For the UK 2024 will bring a general election. The timing remains a gamble for a government seeking to make the best of the bad hand it has to play. June will bring elections to the European parliament and once those are out of the way a new five-year European Commission.
That means the present parliament and Commission are now effectively lame duck institutions, while at Westminster politician are marking time to the general election, trying to make sure they avoid decisions that would damage their prospects.
Hopes for greater stability in agriculture come from global markets. The fallout from the war in Ukraine and the spike in food price inflations is beginning to ease. We are back to a more familiar era when shocks will again come from the weather – the difference now is that weather events are more extreme because of climate change. In theory, this should make food security a more important issue.
We came close to that happening over the past two years, but just as farmers thought they had won the day, with the issue moving up the political agenda, it came crashing down again. People soon forget supply and price pressures when supermarket shelves return to normal.
That was a missed opportunity to build a more radical approach around quality and short supply chains.
It should have been easier in the UK, because of the isolation created by Brexit, but the vision to make it happen was not there. Instead, the government wanted easy trade deals and imported food, and the opportunity to be different faded away.
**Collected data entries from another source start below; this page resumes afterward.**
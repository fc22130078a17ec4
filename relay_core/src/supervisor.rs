//! Keeps the transport's receive loop alive across transient failures.
//!
//! Consecutive failures back off exponentially up to a cap; reaching the retry
//! ceiling stops the loop for good. A successful connect resets the counter.

use async_trait::async_trait;
use std::time::Duration;
use tokio::time::sleep;
use tracing::{error, info, warn};

use crate::{Error, Result};

/// A transport whose receive loop can be (re)started by the supervisor.
#[async_trait]
pub trait Transport: Send {
    /// Establish the connection. Success moves the supervisor to `Running`.
    async fn connect(&mut self) -> Result<()>;

    /// Block while receiving. `Ok` means an orderly shutdown was requested.
    async fn run(&mut self) -> Result<()>;
}

#[derive(Debug, Clone, Copy, PartialEq, Eq)]
pub enum SupervisorState {
    Connecting,
    Running,
    Backoff,
    Stopped,
}

#[derive(Debug, Clone, Copy, PartialEq, Eq)]
pub struct BackoffPolicy {
    pub base_delay: Duration,
    pub max_delay: Duration,
    pub max_retries: u32,
}

impl Default for BackoffPolicy {
    fn default() -> Self {
        Self {
            base_delay: Duration::from_secs(5),
            max_delay: Duration::from_secs(300),
            max_retries: 10,
        }
    }
}

impl BackoffPolicy {
    /// Delay before reconnecting after the `retry`-th consecutive failure (1-based):
    /// `min(base * 2^(retry - 1), max)`.
    #[must_use]
    pub fn delay_for(&self, retry: u32) -> Duration {
        let exponent = retry.saturating_sub(1).min(31);
        self.base_delay
            .checked_mul(1u32 << exponent)
            .map_or(self.max_delay, |delay| delay.min(self.max_delay))
    }
}

pub struct Supervisor {
    policy: BackoffPolicy,
    state: SupervisorState,
    retries: u32,
}

impl Supervisor {
    #[must_use]
    pub const fn new(policy: BackoffPolicy) -> Self {
        Self {
            policy,
            state: SupervisorState::Connecting,
            retries: 0,
        }
    }

    #[must_use]
    pub const fn state(&self) -> SupervisorState {
        self.state
    }

    #[must_use]
    pub const fn retries(&self) -> u32 {
        self.retries
    }

    /// Drive `transport` until it shuts down cleanly or the retry ceiling is hit.
    pub async fn run<T: Transport>(&mut self, transport: &mut T) -> Result<()> {
        self.state = SupervisorState::Connecting;
        self.retries = 0;

        loop {
            info!("Attempting to connect transport...");
            let outcome = match transport.connect().await {
                Ok(()) => {
                    self.state = SupervisorState::Running;
                    self.retries = 0;
                    info!("Transport connected, receiving updates");
                    transport.run().await
                }
                Err(e) => Err(e),
            };

            let err = match outcome {
                Ok(()) => {
                    self.state = SupervisorState::Stopped;
                    info!("Transport stopped");
                    return Ok(());
                }
                Err(e) => e,
            };

            self.state = SupervisorState::Backoff;
            self.retries += 1;
            error!("Transport failed (attempt {}): {err}", self.retries);

            if self.retries >= self.policy.max_retries {
                self.state = SupervisorState::Stopped;
                error!(
                    "Max retries ({}) exceeded, shutting down",
                    self.policy.max_retries
                );
                return Err(Error::RetriesExhausted {
                    attempts: self.retries,
                    last_error: err.to_string(),
                });
            }

            let delay = self.policy.delay_for(self.retries);
            warn!("Reconnecting in {}s...", delay.as_secs());
            sleep(delay).await;
            self.state = SupervisorState::Connecting;
        }
    }
}
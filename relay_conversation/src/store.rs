//! In-memory conversation histories keyed by chat id.

use dashmap::DashMap;
use relay_core::{ChatMessage, Error, Result, Role};

/// Number of user/assistant messages kept after a trim.
pub const DEFAULT_HISTORY_KEEP: usize = 10;

/// Conversation histories. Index 0 of every history is the system prompt.
#[derive(Debug)]
pub struct ConversationStore {
    system_prompt: String,
    conversations: DashMap<i64, Vec<ChatMessage>>,
}

impl ConversationStore {
    #[must_use]
    pub fn new(system_prompt: impl Into<String>) -> Self {
        Self {
            system_prompt: system_prompt.into(),
            conversations: DashMap::new(),
        }
    }

    #[must_use]
    pub fn system_message(&self) -> ChatMessage {
        ChatMessage::system(self.system_prompt.clone())
    }

    /// Existing history for `id`, or a fresh `[system]` one.
    pub fn get_or_create(&self, id: i64) -> Vec<ChatMessage> {
        self.conversations
            .entry(id)
            .or_insert_with(|| vec![self.system_message()])
            .value()
            .clone()
    }

    /// Replace the history for `id` with `[system]`.
    pub fn reset(&self, id: i64) -> Vec<ChatMessage> {
        let fresh = vec![self.system_message()];
        self.conversations.insert(id, fresh.clone());
        fresh
    }

    pub fn append(&self, id: i64, message: ChatMessage) -> Result<()> {
        if message.role == Role::System {
            return Err(Error::InvalidRole);
        }
        self.conversations
            .entry(id)
            .or_insert_with(|| vec![self.system_message()])
            .push(message);
        Ok(())
    }

    /// Keep the system prompt plus the last `keep` messages once the history
    /// grows past `keep + 1`.
    pub fn trim(&self, id: i64, keep: usize) {
        let Some(mut history) = self.conversations.get_mut(&id) else {
            return;
        };
        if history.len() <= keep + 1 {
            return;
        }
        let tail_start = history.len() - keep;
        let mut trimmed = Vec::with_capacity(keep + 1);
        trimmed.push(self.system_message());
        trimmed.extend(
            history
                .drain(tail_start.max(1)..)
                .filter(|m| m.role != Role::System),
        );
        *history = trimmed;
    }

    #[must_use]
    pub fn snapshot(&self, id: i64) -> Option<Vec<ChatMessage>> {
        self.conversations.get(&id).map(|h| h.value().clone())
    }

    #[must_use]
    pub fn len(&self, id: i64) -> usize {
        self.conversations.get(&id).map_or(0, |h| h.len())
    }

    #[must_use]
    pub fn conversation_count(&self) -> usize {
        self.conversations.len()
    }
}
#![deny(
    clippy::all,
    clippy::nursery,
    clippy::pedantic,
    clippy::style,
    clippy::complexity,
    clippy::perf,
    clippy::correctness,
    clippy::suspicious,
    clippy::unwrap_used,
    clippy::expect_used
)]
#![allow(
    clippy::similar_names,
    clippy::missing_safety_doc,
    clippy::missing_panics_doc,
    clippy::missing_errors_doc
)]

use thiserror::Error;

pub type Result<T> = std::result::Result<T, Error>;

#[derive(Debug, Error)]
pub enum Error {
    #[error("Telegram API error: {0}")]
    Telegram(#[from] teloxide::RequestError),
}

impl From<Error> for relay_core::Error {
    fn from(err: Error) -> Self {
        match err {
            Error::Telegram(e) => Self::TransportDisconnect(e.to_string()),
        }
    }
}
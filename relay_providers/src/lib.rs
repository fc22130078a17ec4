#![deny(
    clippy::all,
    clippy::nursery,
    clippy::pedantic,
    clippy::style,
    clippy::complexity,
    clippy::perf,
    clippy::correctness,
    clippy::suspicious,
    clippy::unwrap_used,
    clippy::expect_used
)]
#![allow(
    clippy::similar_names,
    clippy::missing_safety_doc,
    clippy::missing_panics_doc,
    clippy::missing_errors_doc
)]

mod groq;

pub use groq::{DEFAULT_BASE_URL, DEFAULT_MODEL, GroqProvider};

use relay_core::{Credential, CredentialPool, Result};
use std::sync::Arc;

/// One client handle per non-blank API key, in the order given.
pub fn build_pool(api_keys: &[String], base_url: &str) -> Result<CredentialPool> {
    let credentials = api_keys
        .iter()
        .map(|key| key.trim())
        .filter(|key| !key.is_empty())
        .enumerate()
        .map(|(i, key)| {
            let provider = GroqProvider::new(key.to_string()).with_base_url(base_url.to_string());
            Credential::new(format!("key #{}", i + 1), Arc::new(provider))
        })
        .collect();
    CredentialPool::new(credentials)
}
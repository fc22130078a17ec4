use relay_config::Config;

/// Strategy for initializing the configuration.
///
/// This strategy creates the default configuration file at `~/chatrelay/config.json`.
#[derive(Debug, Clone, Copy)]
pub struct InitStrategy;

impl super::CommandStrategy for InitStrategy {
    type Input = ();

    async fn execute(&self, _input: Self::Input) -> anyhow::Result<()> {
        Config::create_config()?;
        Ok(())
    }
}
use crate::{Command, Result, TelegramBot};
use relay_conversation::{ChatKind, ClearOutcome, HandleOutcome, InboundMessage, ReplyContext};
use teloxide::prelude::*;
use teloxide::types::{Message, User};
use tracing::{debug, info};

/// Display name used to attribute a message: first name, then username, then "User".
#[must_use]
pub fn sender_display_name(user: &User) -> String {
    if !user.first_name.trim().is_empty() {
        return user.first_name.clone();
    }
    user.username
        .clone()
        .filter(|name| !name.is_empty())
        .unwrap_or_else(|| "User".to_string())
}

/// Convert a Telegram text message into a transport-neutral inbound message.
#[must_use]
pub fn inbound_from(msg: &Message) -> Option<InboundMessage> {
    let text = msg.text()?;
    let from = msg.from.as_ref()?;

    Some(InboundMessage {
        chat_id: msg.chat.id.0,
        message_id: msg.id.0,
        kind: if msg.chat.is_private() {
            ChatKind::Private
        } else {
            ChatKind::Group
        },
        chat_title: msg.chat.title().map(str::to_string),
        sender_id: from.id.0,
        sender_name: sender_display_name(from),
        sender_is_bot: from.is_bot,
        text: text.to_string(),
        reply_to: msg.reply_to_message().map(|replied| ReplyContext {
            message_id: replied.id.0,
            author_id: replied.from.as_ref().map(|u| u.id.0),
        }),
    })
}

/// Handle bot commands
pub async fn handle_command(bot: TelegramBot, msg: Message, cmd: Command) -> Result<()> {
    let chat_id = msg.chat.id.0;
    let caller = msg.from.as_ref().map_or(0, |u| u.id.0);

    let reply = match cmd {
        Command::Start => {
            info!("[{chat_id}] Command: /start");
            let kind = if msg.chat.is_private() {
                ChatKind::Private
            } else {
                ChatKind::Group
            };
            bot.handler.start(chat_id, kind).to_string()
        }
        Command::Clear => {
            info!("[{chat_id}] Command: /clear from {caller}");
            match bot.handler.clear(chat_id, caller) {
                ClearOutcome::Cleared => Command::cleared_text().to_string(),
                ClearOutcome::Refused => Command::refused_text().to_string(),
            }
        }
        Command::Help => {
            info!("[{chat_id}] Command: /help");
            Command::help_text().to_string()
        }
    };

    bot.bot
        .send_message(msg.chat.id, reply)
        .reply_parameters(teloxide::types::ReplyParameters::new(msg.id))
        .await?;

    Ok(())
}

/// Handle any message (commands or regular text)
pub async fn handle_message(bot: TelegramBot, msg: Message) -> Result<()> {
    let Some(text) = msg.text() else {
        return Ok(());
    };

    if let Some(cmd) = Command::parse_from_text(text, bot.username()) {
        return handle_command(bot, msg, cmd).await;
    }

    let Some(inbound) = inbound_from(&msg) else {
        return Ok(());
    };

    // Exchanges run detached so a second message for a busy chat reaches the
    // busy guard (and is dropped) instead of waiting behind the first.
    tokio::spawn(async move {
        match bot.handler.handle(&inbound).await {
            HandleOutcome::Replied(reply) => info!("[{}] Response: {reply}", inbound.chat_id),
            HandleOutcome::Dropped => info!(
                "[{}] Dropped message {} while busy",
                inbound.chat_id, inbound.message_id
            ),
            HandleOutcome::Skipped => debug!("[{}] Skipped message", inbound.chat_id),
            HandleOutcome::Failed(reason) => {
                debug!("[{}] Exchange failed: {reason}", inbound.chat_id);
            }
        }
    });

    Ok(())
}

#[cfg(test)]
mod tests {
    use super::*;
    use serde_json::json;

    fn parse(value: serde_json::Value) -> Message {
        serde_json::from_value(value).unwrap()
    }

    #[test]
    fn group_reply_carries_author_and_title() {
        let msg = parse(json!({
            "message_id": 77,
            "date": 1_700_000_000,
            "chat": { "id": -1_001_234_567_890_i64, "type": "supergroup", "title": "Friends" },
            "from": { "id": 11, "is_bot": false, "first_name": "Alice" },
            "text": "lol",
            "reply_to_message": {
                "message_id": 70,
                "date": 1_699_999_990,
                "chat": { "id": -1_001_234_567_890_i64, "type": "supergroup", "title": "Friends" },
                "from": { "id": 22, "is_bot": false, "first_name": "Bob" },
                "text": "joke"
            }
        }));

        let inbound = inbound_from(&msg).unwrap();
        assert_eq!(inbound.kind, ChatKind::Group);
        assert_eq!(inbound.chat_title.as_deref(), Some("Friends"));
        assert_eq!(inbound.sender_name, "Alice");
        assert_eq!(
            inbound.reply_to,
            Some(ReplyContext {
                message_id: 70,
                author_id: Some(22),
            })
        );
        assert!(inbound.replies_to_other_in_group(Some(99)));
    }

    #[test]
    fn private_message_without_first_name_uses_username() {
        let msg = parse(json!({
            "message_id": 5,
            "date": 1_700_000_000,
            "chat": { "id": 11, "type": "private", "first_name": "" },
            "from": { "id": 11, "is_bot": false, "first_name": "", "username": "alice99" },
            "text": "hi"
        }));

        let inbound = inbound_from(&msg).unwrap();
        assert_eq!(inbound.kind, ChatKind::Private);
        assert_eq!(inbound.sender_name, "alice99");
        assert!(inbound.chat_title.is_none());
        assert!(inbound.reply_to.is_none());
    }
}
//! Service-level caching: containers and persistence managers are built once

use super::support::{demo_metadata, service, CountingMetadata, DemoService, ScriptedClient};
use entity_proxy::config::ServiceConfig;
use entity_proxy::{ContainerInterface, MetadataResolver, ProxyError, Service};
use std::sync::{Arc, Barrier};
use std::thread;

#[test]
fn test_entity_container_is_cached() {
    let (service, _client) = service(true);

    let first = service.container::<DemoService>().unwrap();
    let second = service
        .entity_container(&ContainerInterface::new("Demo.DemoService"))
        .unwrap();

    assert!(Arc::ptr_eq(&first, &second));
    assert_eq!(service.container_count(), 1);
}

#[test]
fn test_concurrent_container_requests_construct_once() {
    let metadata = Arc::new(CountingMetadata::new(demo_metadata()));
    let resolver: Arc<dyn MetadataResolver> = Arc::clone(&metadata) as Arc<dyn MetadataResolver>;
    let service = Arc::new(Service::new(Arc::new(ScriptedClient::new()), resolver, true));
    let barrier = Arc::new(Barrier::new(16));

    let handles: Vec<_> = (0..16)
        .map(|_| {
            let service = Arc::clone(&service);
            let barrier = Arc::clone(&barrier);
            thread::spawn(move || {
                barrier.wait();
                service.container::<DemoService>().unwrap()
            })
        })
        .collect();
    let containers: Vec<_> = handles.into_iter().map(|h| h.join().unwrap()).collect();

    assert!(containers.iter().all(|c| Arc::ptr_eq(c, &containers[0])));
    assert_eq!(metadata.lookups(), 1);
    assert_eq!(service.container_count(), 1);
}

#[test]
fn test_unknown_interface_is_rejected() {
    let (service, _client) = service(true);

    let err = service
        .entity_container(&ContainerInterface::new("Demo.NotAContainer"))
        .unwrap_err();

    assert!(matches!(&err, ProxyError::InvalidContainerShape(name) if name == "Demo.NotAContainer"));
    assert!(!err.is_retriable());
    assert_eq!(service.container_count(), 0);
}

#[test]
fn test_persistence_manager_is_built_once_and_matches_mode() {
    for transactional in [true, false] {
        let (service, _client) = service(transactional);
        let service = Arc::new(service);

        let handles: Vec<_> = (0..8)
            .map(|_| {
                let service = Arc::clone(&service);
                thread::spawn(move || service.persistence_manager())
            })
            .collect();
        let managers: Vec<_> = handles.into_iter().map(|h| h.join().unwrap()).collect();

        assert!(managers.iter().all(|m| Arc::ptr_eq(m, &managers[0])));
        assert_eq!(managers[0].is_transactional(), transactional);
        assert_eq!(service.is_transactional(), transactional);
    }
}

#[test]
fn test_context_is_never_replaced() {
    let (service, _client) = service(false);
    let context = Arc::clone(service.context());

    service.container::<DemoService>().unwrap();
    service.persistence_manager();

    assert!(Arc::ptr_eq(&context, service.context()));
}

#[test]
fn test_metadata_pass_throughs() {
    let (service, _client) = service(true);

    assert_eq!(service.complex_type("Demo.Address").unwrap().properties.len(), 2);
    assert_eq!(service.enum_type("Demo.Color").unwrap().members[1].0, "Green");
    assert_eq!(service.term("Core.Description").unwrap().type_name, "Edm.String");

    let err = service.enum_type("Demo.Shade").unwrap_err();
    assert!(matches!(err, ProxyError::UnknownTypeName(name) if name == "Demo.Shade"));
    assert!(matches!(
        service.complex_type("Demo.Missing"),
        Err(ProxyError::UnknownTypeName(_))
    ));
    assert!(matches!(
        service.term("Core.Missing"),
        Err(ProxyError::UnknownTypeName(_))
    ));
}

#[test]
fn test_from_config_selects_strategy() {
    let config = ServiceConfig {
        service_root: Some("http://localhost:8080/svc".to_string()),
        transactional: false,
        ..ServiceConfig::default()
    };
    let service = Service::from_config(
        &config,
        Arc::new(ScriptedClient::new()),
        Arc::new(demo_metadata()),
    );

    assert!(!service.is_transactional());
    assert!(!service.persistence_manager().is_transactional());
    assert_eq!(service.service_root(), Some("http://localhost:8080/svc"));
}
We know now that if the change of heart needed for that to happen was not there over the past two years it is not going to happen in the more normal waters we are in now. That was a missed opportunity and ironically food security remains higher on the EU agenda than in the UK.
For the new year, we are back in familiar green territory. That is the mantra for governments here and across the EU. That generates more interest – and politicians believe votes – than a recognition that we live in a world more uncertain than has been the case for decades. Weather patterns will create more intense food shortages; we are more vulnerable to these, thanks to our dependence on long supply chains and recently we have seen threats to world shipping.
These include restrictions in the Middle East and a dried up Panama Canal. These events had a minimal impact on food markets, but they are an indication of our vulnerability and confirm why politicians are wrong not to address food security as a major political issue.
When it comes to politics the EU situation is more complex than in the UK. Here, unless all polls are dramatically wrong, we will be back to a Labour government.
As is almost always the case, that will be because the government in power will lose, rather than the other side winning. People are in the mood for change; they have lost faith in the government after the chaos of four prime ministers since Brexit.
The looming question is whether the Conservative Party can only heal divisions by splitting to the right and centre. This has been coming since John Major's time as prime minister and now a split could be the only solution to blood letting and instability.
At a European level the old certainties around a centralist, green agenda look less certain. The end of present European Commission will end its Green Deal to drive net zero, and it is uncertain what will replace it. The EU is drifting to the right, as we have seen with governments in Poland, Hungary, Italy, and the Netherlands.
France, Germany, and even some of the traditionally liberal countries are being tempted by anti-immigration parties. That could change the shape of the new European Parliament and Commission, confirming the old Chinese curse of being forced to live in interesting times.
Forecasts, of course, are just reasoned guesses.
In the words of Harold Macmillan, when he was prime minister, politics were driven by 'events, dear boy, events' rather than logic.